Species of gastropod

Auriculella serrula is a species of tropical air-breathing land snails, terrestrial pulmonate gastropod mollusks.

==Description==
The length of the shell attains 6.2 mm, its diameter 2.8 mm.

(Original description) The shell is imperforate, sinistral, and turrited with an elongately conic shape. It is a light chestnut-corneous color, characterized by a thin, diaphanous, and glossy texture. When viewed under a lens, the surface is very minutely striate, reflecting the natural lines of growth. The spire is elongately conic and terminates in a somewhat obtuse apex. The suture is not impressed, but it is very narrowly margined and appears slightly darker than the rest of the shell.

There are 8 1/2 whorls; the embryonic whorls are slightly rounded, while the remaining whorls are nearly flat, increasing slowly and remaining rather compact. The body whorl is rotund and becomes subsaccate at the base. The aperture is nearly ovate and sits at a slightly oblique angle.

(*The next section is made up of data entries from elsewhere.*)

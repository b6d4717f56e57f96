//! # Overload resolution
//!
//! Scores every visible overload for a call against the argument types
//! present and picks the unique best match. This is the piece the
//! interpreter consults for every call, including bare-identifier probes
//! that might be a zero-arg call instead of a variable read.

use std::rc::Rc;

use crate::context::{lookup_overloads, FrameHandle, FunctionValue};
use crate::diagnostics::{Diagnostics, DiagnosticKind, SourceLocation};
use crate::types::Type;

const EXACT_SCORE: i64 = 1000;
const COMPATIBLE_SCORE: i64 = 500;
const CONVERTIBLE_SCORE: i64 = 100;

#[derive(Debug, Clone)]
pub struct Resolution {
    pub function: Rc<FunctionValue>,
    /// Per fixed parameter, whether the argument needs a convert-to-target
    /// coercion before the call (exact/compatible matches need none).
    pub needs_conversion: Vec<bool>,
    /// True when the single trailing argument was an already-built array
    /// of the varargs element type and should be passed through unwrapped
    /// rather than re-collected.
    pub varargs_passthrough: bool,
}

fn per_argument_score(arg: &Type, param: &Type) -> Option<i64> {
    if arg.equals(param) {
        Some(EXACT_SCORE)
    } else if arg.is_compatible_with(param) {
        Some(COMPATIBLE_SCORE)
    } else if arg.can_convert_to(param) {
        Some(CONVERTIBLE_SCORE)
    } else {
        None
    }
}

fn aggregate_specificity(sig_params: &[Type]) -> i32 {
    sig_params.iter().map(Type::specificity).sum()
}

/// Scores one candidate against `arg_types`. Returns `None` if the
/// candidate can't accept this argument list at all.
fn score_candidate(func: &FunctionValue, arg_types: &[Type]) -> Option<(i64, i32, bool)> {
    let sig = func.signature();
    let fixed = if sig.is_varargs { sig.params.len().saturating_sub(1) } else { sig.params.len() };

    if sig.is_varargs {
        if arg_types.len() < fixed {
            return None;
        }
    } else if arg_types.len() != sig.params.len() {
        return None;
    }

    let mut total = 0i64;
    for i in 0..fixed {
        total += per_argument_score(&arg_types[i], &sig.params[i])?;
    }

    let mut varargs_passthrough = false;
    if sig.is_varargs {
        let elem_ty = sig.params.last().and_then(Type::array_element).cloned().unwrap_or(Type::Void);
        let surplus = &arg_types[fixed..];

        if surplus.len() == 1 && surplus[0].is_array() {
            let surplus_elem = surplus[0].array_element().cloned().unwrap_or(Type::Void);
            if surplus_elem == elem_ty || surplus_elem == Type::Void || elem_ty == Type::Void {
                varargs_passthrough = true;
                total += EXACT_SCORE;
            }
        }
        if !varargs_passthrough {
            for arg in surplus {
                total += per_argument_score(arg, &elem_ty)?;
            }
        }
    }

    Some((total, aggregate_specificity(&sig.params), varargs_passthrough))
}

fn resolve_candidates(
    candidates: &[Rc<FunctionValue>],
    arg_types: &[Type],
) -> Vec<(Rc<FunctionValue>, i64, i32, bool)> {
    candidates
        .iter()
        .filter_map(|c| score_candidate(c, arg_types).map(|(score, spec, pass)| (Rc::clone(c), score, spec, pass)))
        .collect()
}

fn pick_best(scored: Vec<(Rc<FunctionValue>, i64, i32, bool)>) -> Result<(Rc<FunctionValue>, bool), bool> {
    let max_score = match scored.iter().map(|(_, s, _, _)| *s).max() {
        Some(s) => s,
        None => return Err(false),
    };
    let mut top: Vec<_> = scored.into_iter().filter(|(_, s, _, _)| *s == max_score).collect();
    if top.len() == 1 {
        let (func, _, _, pass) = top.remove(0);
        return Ok((func, pass));
    }
    let max_specificity = top.iter().map(|(_, _, spec, _)| *spec).max().unwrap();
    let mut at_max_specificity: Vec<_> = top.into_iter().filter(|(_, _, spec, _)| *spec == max_specificity).collect();
    if at_max_specificity.len() == 1 {
        let (func, _, _, pass) = at_max_specificity.remove(0);
        Ok((func, pass))
    } else {
        Err(true)
    }
}

fn needs_conversion_flags(sig_params: &[Type], arg_types: &[Type], fixed: usize) -> Vec<bool> {
    (0..fixed.min(arg_types.len())).map(|i| !arg_types[i].equals(&sig_params[i]) && !arg_types[i].is_compatible_with(&sig_params[i])).collect()
}

/// Full resolution with diagnostics: "not found" if nothing is registered
/// under `name`, "no matching overload" if every candidate rejects the
/// argument list, "ambiguous overload" on an unresolved tie.
pub fn resolve(
    frame: &FrameHandle,
    name: &str,
    arg_types: &[Type],
    diags: &mut Diagnostics,
    location: SourceLocation,
) -> Option<Resolution> {
    let candidates = lookup_overloads(frame, name);
    if candidates.is_empty() {
        diags.push(DiagnosticKind::ResolutionNotFound(name.to_string()), location);
        return None;
    }
    let scored = resolve_candidates(&candidates, arg_types);
    match pick_best(scored) {
        Ok((function, varargs_passthrough)) => {
            let fixed = if function.signature().is_varargs {
                function.signature().params.len().saturating_sub(1)
            } else {
                function.signature().params.len()
            };
            let needs_conversion = needs_conversion_flags(&function.signature().params, arg_types, fixed);
            Some(Resolution { function, needs_conversion, varargs_passthrough })
        }
        Err(true) => {
            diags.push(DiagnosticKind::ResolutionAmbiguous(name.to_string()), location);
            None
        }
        Err(false) => {
            diags.push(DiagnosticKind::ResolutionNoOverload(name.to_string()), location);
            None
        }
    }
}

/// Same scoring, no diagnostics — used where the interpreter probes a
/// name speculatively (e.g. a bare identifier that might be a zero-arg
/// call rather than a variable read).
pub fn try_resolve(frame: &FrameHandle, name: &str, arg_types: &[Type]) -> Option<Resolution> {
    let candidates = lookup_overloads(frame, name);
    if candidates.is_empty() {
        return None;
    }
    let scored = resolve_candidates(&candidates, arg_types);
    let (function, varargs_passthrough) = pick_best(scored).ok()?;
    let fixed = if function.signature().is_varargs {
        function.signature().params.len().saturating_sub(1)
    } else {
        function.signature().params.len()
    };
    let needs_conversion = needs_conversion_flags(&function.signature().params, arg_types, fixed);
    Some(Resolution { function, needs_conversion, varargs_passthrough })
}

#[cfg(test)]
mod tests {
    use super::*;
    use crate::context::{declare_overload, Frame};
    use crate::types::Signature;

    fn host_fn(name: &str, params: Vec<Type>) -> Rc<FunctionValue> {
        Rc::new(FunctionValue::Host {
            signature: Signature::new(name, params, false),
            call: Rc::new(|_args| crate::value::Value::Void),
        })
    }

    #[test]
    fn exact_match_beats_convertible_match() {
        let root = Frame::new_root();
        declare_overload(&root, "str".into(), host_fn("str", vec![Type::Int]));
        declare_overload(&root, "str".into(), host_fn("str", vec![Type::Double]));

        let picked = resolve(&root, "str", &[Type::Int], &mut Diagnostics::new(), SourceLocation::new(1, 1)).unwrap();
        assert_eq!(picked.function.signature().params, vec![Type::Int]);

        let picked = resolve(&root, "str", &[Type::Double], &mut Diagnostics::new(), SourceLocation::new(1, 1)).unwrap();
        assert_eq!(picked.function.signature().params, vec![Type::Double]);
    }

    #[test]
    fn unknown_name_reports_not_found() {
        let root = Frame::new_root();
        let mut diags = Diagnostics::new();
        assert!(resolve(&root, "ghost", &[], &mut diags, SourceLocation::new(1, 1)).is_none());
        assert_eq!(diags.len(), 1);
    }

    #[test]
    fn specificity_breaks_ties_between_convertible_candidates() {
        let root = Frame::new_root();
        declare_overload(&root, "f".into(), host_fn("f", vec![Type::Number]));
        declare_overload(&root, "f".into(), host_fn("f", vec![Type::Double]));
        let mut diags = Diagnostics::new();
        // An Int argument converts to both Number and Double at the same
        // per-argument score; Double's strictly higher specificity breaks
        // the tie instead of reporting ambiguity.
        let resolved = resolve(&root, "f", &[Type::Int], &mut diags, SourceLocation::new(1, 1));
        assert_eq!(resolved.unwrap().function.signature().params, vec![Type::Double]);
        assert!(diags.is_empty());
    }

    #[test]
    fn genuine_score_and_specificity_tie_is_ambiguous() {
        let root = Frame::new_root();
        declare_overload(&root, "g".into(), host_fn("g", vec![Type::Int, Type::Double]));
        declare_overload(&root, "g".into(), host_fn("g", vec![Type::Double, Type::Int]));
        let mut diags = Diagnostics::new();
        let resolved = resolve(&root, "g", &[Type::Int, Type::Int], &mut diags, SourceLocation::new(1, 1));
        assert!(resolved.is_none());
        assert_eq!(diags.len(), 1);
    }

    #[test]
    fn varargs_array_passthrough_is_not_rewrapped() {
        let root = Frame::new_root();
        declare_overload(
            &root,
            "list".into(),
            host_fn("list", vec![Type::Array(Box::new(Type::Void))]),
        );
        let arg = Type::Array(Box::new(Type::Int));
        let resolved = try_resolve(&root, "list", std::slice::from_ref(&arg)).unwrap();
        assert!(resolved.varargs_passthrough);
    }
}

The parietal lamella is well developed and whitish. It is slightly oblique and minutely serrate, as it is set with microscopic thorn-like spines that incline slightly toward the opening. The columella is twisted, callous, and biplicate. Two parallel, rounded columellar lamellae are roughly equal in size and extend fully to the margin. The lip is thin and remains mostly unexpanded, though it expands slightly at the lower portion. The outer margin is slightly arcuate, while the columellar margin is reflexed and adnate.

==Distribution==
This species is endemic to Oahu Island, (Hawaii).